- [Task item]:
What you need to do is retype every entry exactly as written.

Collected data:
☆ ☆ ☆ ☆
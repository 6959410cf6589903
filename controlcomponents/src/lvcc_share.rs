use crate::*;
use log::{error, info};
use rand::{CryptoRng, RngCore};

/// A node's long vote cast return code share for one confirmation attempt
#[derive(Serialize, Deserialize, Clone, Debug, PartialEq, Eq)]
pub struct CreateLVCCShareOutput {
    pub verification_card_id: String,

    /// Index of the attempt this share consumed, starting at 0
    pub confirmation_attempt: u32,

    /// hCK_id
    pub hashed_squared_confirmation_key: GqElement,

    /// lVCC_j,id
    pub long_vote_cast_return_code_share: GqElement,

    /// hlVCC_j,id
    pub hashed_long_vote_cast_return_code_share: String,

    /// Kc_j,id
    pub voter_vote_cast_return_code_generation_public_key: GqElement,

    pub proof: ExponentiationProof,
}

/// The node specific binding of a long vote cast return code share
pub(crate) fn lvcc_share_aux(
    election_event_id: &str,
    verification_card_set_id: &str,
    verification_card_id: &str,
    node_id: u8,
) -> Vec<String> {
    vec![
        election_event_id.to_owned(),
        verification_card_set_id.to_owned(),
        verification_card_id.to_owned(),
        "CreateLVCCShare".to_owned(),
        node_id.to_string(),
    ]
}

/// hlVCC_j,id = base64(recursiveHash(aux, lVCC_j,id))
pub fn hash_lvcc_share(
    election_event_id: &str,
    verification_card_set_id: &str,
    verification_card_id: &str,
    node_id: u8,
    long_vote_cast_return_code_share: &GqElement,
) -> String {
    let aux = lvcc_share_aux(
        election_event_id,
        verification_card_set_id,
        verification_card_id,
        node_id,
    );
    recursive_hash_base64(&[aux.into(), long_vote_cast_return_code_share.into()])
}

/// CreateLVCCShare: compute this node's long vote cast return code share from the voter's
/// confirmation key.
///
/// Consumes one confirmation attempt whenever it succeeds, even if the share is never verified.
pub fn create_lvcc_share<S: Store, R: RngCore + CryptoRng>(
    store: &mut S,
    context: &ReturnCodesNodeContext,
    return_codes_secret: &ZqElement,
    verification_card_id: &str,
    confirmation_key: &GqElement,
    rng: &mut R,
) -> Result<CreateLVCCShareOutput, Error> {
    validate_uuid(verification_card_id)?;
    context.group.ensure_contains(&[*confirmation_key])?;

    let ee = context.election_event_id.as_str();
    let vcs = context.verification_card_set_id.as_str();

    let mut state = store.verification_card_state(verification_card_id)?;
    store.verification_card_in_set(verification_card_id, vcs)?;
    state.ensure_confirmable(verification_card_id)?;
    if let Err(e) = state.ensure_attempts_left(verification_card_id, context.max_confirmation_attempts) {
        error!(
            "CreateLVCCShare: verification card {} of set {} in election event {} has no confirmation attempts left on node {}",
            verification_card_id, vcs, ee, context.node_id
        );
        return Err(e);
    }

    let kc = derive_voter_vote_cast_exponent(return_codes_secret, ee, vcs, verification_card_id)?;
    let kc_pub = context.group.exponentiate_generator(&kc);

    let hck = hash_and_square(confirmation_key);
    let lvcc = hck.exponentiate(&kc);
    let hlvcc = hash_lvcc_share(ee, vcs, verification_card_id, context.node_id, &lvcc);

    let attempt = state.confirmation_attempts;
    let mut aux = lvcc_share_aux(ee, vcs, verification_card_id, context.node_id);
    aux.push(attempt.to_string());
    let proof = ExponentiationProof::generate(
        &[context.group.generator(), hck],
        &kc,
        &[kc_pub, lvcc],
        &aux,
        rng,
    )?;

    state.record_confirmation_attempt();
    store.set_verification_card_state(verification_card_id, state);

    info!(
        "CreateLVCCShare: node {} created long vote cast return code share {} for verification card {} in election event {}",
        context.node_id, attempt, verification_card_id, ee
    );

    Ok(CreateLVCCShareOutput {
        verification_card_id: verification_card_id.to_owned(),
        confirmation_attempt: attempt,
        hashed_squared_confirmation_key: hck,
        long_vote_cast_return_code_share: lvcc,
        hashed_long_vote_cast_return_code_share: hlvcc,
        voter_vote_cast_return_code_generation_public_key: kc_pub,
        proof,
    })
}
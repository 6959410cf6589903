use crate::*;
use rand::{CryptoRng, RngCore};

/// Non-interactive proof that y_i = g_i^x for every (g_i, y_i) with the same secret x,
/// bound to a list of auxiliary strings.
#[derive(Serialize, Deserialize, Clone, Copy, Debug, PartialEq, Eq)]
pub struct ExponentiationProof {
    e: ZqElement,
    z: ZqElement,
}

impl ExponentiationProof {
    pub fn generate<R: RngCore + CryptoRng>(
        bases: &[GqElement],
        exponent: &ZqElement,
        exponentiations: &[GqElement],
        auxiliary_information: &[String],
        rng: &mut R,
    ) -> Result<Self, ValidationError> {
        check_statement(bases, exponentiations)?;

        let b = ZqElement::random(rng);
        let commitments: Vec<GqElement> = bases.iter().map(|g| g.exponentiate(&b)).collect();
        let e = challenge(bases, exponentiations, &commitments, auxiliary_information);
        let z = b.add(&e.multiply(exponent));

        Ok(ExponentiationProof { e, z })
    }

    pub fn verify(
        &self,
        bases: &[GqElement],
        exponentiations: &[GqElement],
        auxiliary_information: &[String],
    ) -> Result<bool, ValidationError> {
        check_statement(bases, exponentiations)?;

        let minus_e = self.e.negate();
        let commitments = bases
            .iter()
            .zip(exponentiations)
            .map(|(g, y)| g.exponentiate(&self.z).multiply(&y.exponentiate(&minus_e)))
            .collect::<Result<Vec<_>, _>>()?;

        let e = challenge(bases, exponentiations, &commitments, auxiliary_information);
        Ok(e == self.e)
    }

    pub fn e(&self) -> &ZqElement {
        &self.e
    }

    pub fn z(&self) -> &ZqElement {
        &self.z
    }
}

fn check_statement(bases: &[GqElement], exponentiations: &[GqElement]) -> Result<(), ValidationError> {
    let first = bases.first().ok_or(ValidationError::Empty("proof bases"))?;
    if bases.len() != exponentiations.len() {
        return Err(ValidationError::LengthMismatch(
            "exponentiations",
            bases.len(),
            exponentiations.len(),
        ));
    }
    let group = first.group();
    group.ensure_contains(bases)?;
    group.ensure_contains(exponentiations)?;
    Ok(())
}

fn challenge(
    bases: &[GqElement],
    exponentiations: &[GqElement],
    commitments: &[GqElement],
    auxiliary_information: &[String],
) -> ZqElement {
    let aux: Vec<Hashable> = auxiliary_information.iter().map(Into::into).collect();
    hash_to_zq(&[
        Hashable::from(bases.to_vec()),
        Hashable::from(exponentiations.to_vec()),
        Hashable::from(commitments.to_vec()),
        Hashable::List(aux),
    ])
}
☆ ☆ ☆ ☆
- [Answer section]:
repository 6959410cf6589903
filename controlcomponents/src/lvcc_share.rs
use crate::*;
use log::{error, info};
use rand::{CryptoRng, RngCore};

/// A node's long vote cast return code share for one confirmation attempt
#[derive(Serialize, Deserialize, Clone, Debug, PartialEq, Eq)]
pub struct CreateLVCCShareOutput {
    pub verification_card_id: String,

    /// Index of the attempt this share consumed, starting at 0
    pub confirmation_attempt: u32,

    /// hCK_id
    pub hashed_squared_confirmation_key: GqElement,

    /// lVCC_j,id
    pub long_vote_cast_return_code_share: GqElement,

    /// hlVCC_j,id
    pub hashed_long_vote_cast_return_code_share: String,

    /// Kc_j,id
    pub voter_vote_cast_return_code_generation_public_key: GqElement,

    pub proof: ExponentiationProof,
}

/// The node specific binding of a long vote cast return code share
pub(crate) fn lvcc_share_aux(
    election_event_id: &str,
    verification_card_set_id: &str,
    verification_card_id: &str,
    node_id: u8,
) -> Vec<String> {
    vec![
        election_event_id.to_owned(),
        verification_card_set_id.to_owned(),
        verification_card_id.to_owned(),
        "CreateLVCCShare".to_owned(),
        node_id.to_string(),
    ]
}

/// hlVCC_j,id = base64(recursiveHash(aux, lVCC_j,id))
pub fn hash_lvcc_share(
    election_event_id: &str,
    verification_card_set_id: &str,
    verification_card_id: &str,
    node_id: u8,
    long_vote_cast_return_code_share: &GqElement,
) -> String {
    let aux = lvcc_share_aux(
        election_event_id,
        verification_card_set_id,
        verification_card_id,
        node_id,
    );
    recursive_hash_base64(&[aux.into(), long_vote_cast_return_code_share.into()])
}

/// CreateLVCCShare: compute this node's long vote cast return code share from the voter's
/// confirmation key.
///
/// Consumes one confirmation attempt whenever it succeeds, even if the share is never verified.
pub fn create_lvcc_share<S: Store, R: RngCore + CryptoRng>(
    store: &mut S,
    context: &ReturnCodesNodeContext,
    return_codes_secret: &ZqElement,
    verification_card_id: &str,
    confirmation_key: &GqElement,
    rng: &mut R,
) -> Result<CreateLVCCShareOutput, Error> {
    validate_uuid(verification_card_id)?;
    context.group.ensure_contains(&[*confirmation_key])?;

    let ee = context.election_event_id.as_str();
    let vcs = context.verification_card_set_id.as_str();

    let mut state = store.verification_card_state(verification_card_id)?;
    store.verification_card_in_set(verification_card_id, vcs)?;
    state.ensure_confirmable(verification_card_id)?;
    if let Err(e) = state.ensure_attempts_left(verification_card_id, context.max_confirmation_attempts) {
        error!(
            "CreateLVCCShare: verification card {} of set {} in election event {} has no confirmation attempts left on node {}",
            verification_card_id, vcs, ee, context.node_id
        );
        return Err(e);
    }

    let kc = derive_voter_vote_cast_exponent(return_codes_secret, ee, vcs, verification_card_id)?;
    let kc_pub = context.group.exponentiate_generator(&kc);

    let hck = hash_and_square(confirmation_key);
    let lvcc = hck.exponentiate(&kc);
    let hlvcc = hash_lvcc_share(ee, vcs, verification_card_id, context.node_id, &lvcc);

    let attempt = state.confirmation_attempts;
    let mut aux = lvcc_share_aux(ee, vcs, verification_card_id, context.node_id);
    aux.push(attempt.to_string());
    let proof = ExponentiationProof::generate(
        &[context.group.generator(), hck],
        &kc,
        &[kc_pub, lvcc],
        &aux,
        rng,
    )?;

    state.record_confirmation_attempt();
    store.set_verification_card_state(verification_card_id, state);

    info!(
        "CreateLVCCShare: node {} created long vote cast return code share {} for verification card {} in election event {}",
        context.node_id, attempt, verification_card_id, ee
    );

    Ok(CreateLVCCShareOutput {
        verification_card_id: verification_card_id.to_owned(),
        confirmation_attempt: attempt,
        hashed_squared_confirmation_key: hck,
        long_vote_cast_return_code_share: lvcc,
        hashed_long_vote_cast_return_code_share: hlvcc,
        voter_vote_cast_return_code_generation_public_key: kc_pub,
        proof,
    })
}
repository 6959410cf6589903
use crate::*;
use rand::{CryptoRng, RngCore};

/// Non-interactive proof that y_i = g_i^x for every (g_i, y_i) with the same secret x,
/// bound to a list of auxiliary strings.
#[derive(Serialize, Deserialize, Clone, Copy, Debug, PartialEq, Eq)]
pub struct ExponentiationProof {
    e: ZqElement,
    z: ZqElement,
}

impl ExponentiationProof {
    pub fn generate<R: RngCore + CryptoRng>(
        bases: &[GqElement],
        exponent: &ZqElement,
        exponentiations: &[GqElement],
        auxiliary_information: &[String],
        rng: &mut R,
    ) -> Result<Self, ValidationError> {
        check_statement(bases, exponentiations)?;

        let b = ZqElement::random(rng);
        let commitments: Vec<GqElement> = bases.iter().map(|g| g.exponentiate(&b)).collect();
        let e = challenge(bases, exponentiations, &commitments, auxiliary_information);
        let z = b.add(&e.multiply(exponent));

        Ok(ExponentiationProof { e, z })
    }

    pub fn verify(
        &self,
        bases: &[GqElement],
        exponentiations: &[GqElement],
        auxiliary_information: &[String],
    ) -> Result<bool, ValidationError> {
        check_statement(bases, exponentiations)?;

        let minus_e = self.e.negate();
        let commitments = bases
            .iter()
            .zip(exponentiations)
            .map(|(g, y)| g.exponentiate(&self.z).multiply(&y.exponentiate(&minus_e)))
            .collect::<Result<Vec<_>, _>>()?;

        let e = challenge(bases, exponentiations, &commitments, auxiliary_information);
        Ok(e == self.e)
    }

    pub fn e(&self) -> &ZqElement {
        &self.e
    }

    pub fn z(&self) -> &ZqElement {
        &self.z
    }
}

fn check_statement(bases: &[GqElement], exponentiations: &[GqElement]) -> Result<(), ValidationError> {
    let first = bases.first().ok_or(ValidationError::Empty("proof bases"))?;
    if bases.len() != exponentiations.len() {
        return Err(ValidationError::LengthMismatch(
            "exponentiations",
            bases.len(),
            exponentiations.len(),
        ));
    }
    let group = first.group();
    group.ensure_contains(bases)?;
    group.ensure_contains(exponentiations)?;
    Ok(())
}

fn challenge(
    bases: &[GqElement],
    exponentiations: &[GqElement],
    commitments: &[GqElement],
    auxiliary_information: &[String],
) -> ZqElement {
    let aux: Vec<Hashable> = auxiliary_information.iter().map(Into::into).collect();
    hash_to_zq(&[
        Hashable::from(bases.to_vec()),
        Hashable::from(exponentiations.to_vec()),
        Hashable::from(commitments.to_vec()),
        Hashable::List(aux),
    ])
}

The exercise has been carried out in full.